**Work item**
Copy, from the entries below, each line where the word "ErrResponse" can be found.

** Extracted information follows **

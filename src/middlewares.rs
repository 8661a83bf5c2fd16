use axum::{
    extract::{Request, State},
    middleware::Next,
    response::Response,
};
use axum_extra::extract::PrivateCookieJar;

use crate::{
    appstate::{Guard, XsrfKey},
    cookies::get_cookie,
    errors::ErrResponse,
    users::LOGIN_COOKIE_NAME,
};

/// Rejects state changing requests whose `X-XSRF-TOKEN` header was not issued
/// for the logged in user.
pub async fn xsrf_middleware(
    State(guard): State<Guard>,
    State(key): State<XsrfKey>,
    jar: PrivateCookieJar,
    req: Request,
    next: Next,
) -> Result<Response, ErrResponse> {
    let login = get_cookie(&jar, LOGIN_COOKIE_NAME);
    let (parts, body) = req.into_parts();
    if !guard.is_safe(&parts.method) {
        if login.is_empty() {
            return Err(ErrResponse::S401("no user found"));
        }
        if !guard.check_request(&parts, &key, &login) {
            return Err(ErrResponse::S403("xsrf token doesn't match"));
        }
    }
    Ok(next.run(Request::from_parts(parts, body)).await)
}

** End of Extracted information **

**Expected answer**
    errors::ErrResponse,
) -> Result<Response, ErrResponse> {
            return Err(ErrResponse::S401("no user found"));
            return Err(ErrResponse::S403("xsrf token doesn't match"));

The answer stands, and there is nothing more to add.